[[ PROVIDED DATA open ]]

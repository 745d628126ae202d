//! Client contract for QR code generation.

use super::error::IntegrationError;

/// A rendered QR code image.
///
/// Carries the raw bytes plus the file extension the artifact store should
/// use when persisting them. Returning bytes instead of writing to a fixed
/// path keeps the encoder free of shared filesystem state, so concurrent
/// requests cannot clobber each other's output.
#[derive(Debug, Clone)]
pub struct QrImage {
    pub bytes: Vec<u8>,
    pub extension: &'static str,
}

impl QrImage {
    pub fn new(bytes: Vec<u8>, extension: &'static str) -> Self {
        Self { bytes, extension }
    }
}

/// Encoder turning arbitrary text into a QR code image.
///
/// This is a local library call rather than a network integration, so the
/// contract is synchronous. It still reports failures through
/// [`IntegrationError`] like the other clients: the handler boundary treats
/// all capability backends uniformly.
///
/// # Implementations
///
/// - [`crate::infrastructure::SvgQrEncoder`] - SVG renderer via the `qrcode` crate
/// - Test mocks available with `cfg(test)`
#[cfg_attr(test, mockall::automock)]
pub trait QrEncoder: Send + Sync {
    /// Encodes `text` into a QR code image.
    ///
    /// # Errors
    ///
    /// Returns [`IntegrationError::Encoding`] when the underlying encoder
    /// rejects the input (in practice: text exceeding QR symbol capacity).
    fn encode(&self, text: &str) -> Result<QrImage, IntegrationError>;
}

[[ PROVIDED DATA closed ]]

**HOW TO COMPLETE THIS TASK:**
Exact copies of all entries are what's needed here.

**ANSWER BOX:**
repository 745d628126ae202d
//! Client contract for QR code generation.

use super::error::IntegrationError;

/// A rendered QR code image.
///
/// Carries the raw bytes plus the file extension the artifact store should
/// use when persisting them. Returning bytes instead of writing to a fixed
/// path keeps the encoder free of shared filesystem state, so concurrent
/// requests cannot clobber each other's output.
#[derive(Debug, Clone)]
pub struct QrImage {
    pub bytes: Vec<u8>,
    pub extension: &'static str,
}

impl QrImage {
    pub fn new(bytes: Vec<u8>, extension: &'static str) -> Self {
        Self { bytes, extension }
    }
}

/// Encoder turning arbitrary text into a QR code image.
///
/// This is a local library call rather than a network integration, so the
/// contract is synchronous. It still reports failures through
/// [`IntegrationError`] like the other clients: the handler boundary treats
/// all capability backends uniformly.
///
/// # Implementations
///
/// - [`crate::infrastructure::SvgQrEncoder`] - SVG renderer via the `qrcode` crate
/// - Test mocks available with `cfg(test)`
#[cfg_attr(test, mockall::automock)]
pub trait QrEncoder: Send + Sync {
    /// Encodes `text` into a QR code image.
    ///
    /// # Errors
    ///
    /// Returns [`IntegrationError::Encoding`] when the underlying encoder
    /// rejects the input (in practice: text exceeding QR symbol capacity).
    fn encode(&self, text: &str) -> Result<QrImage, IntegrationError>;
}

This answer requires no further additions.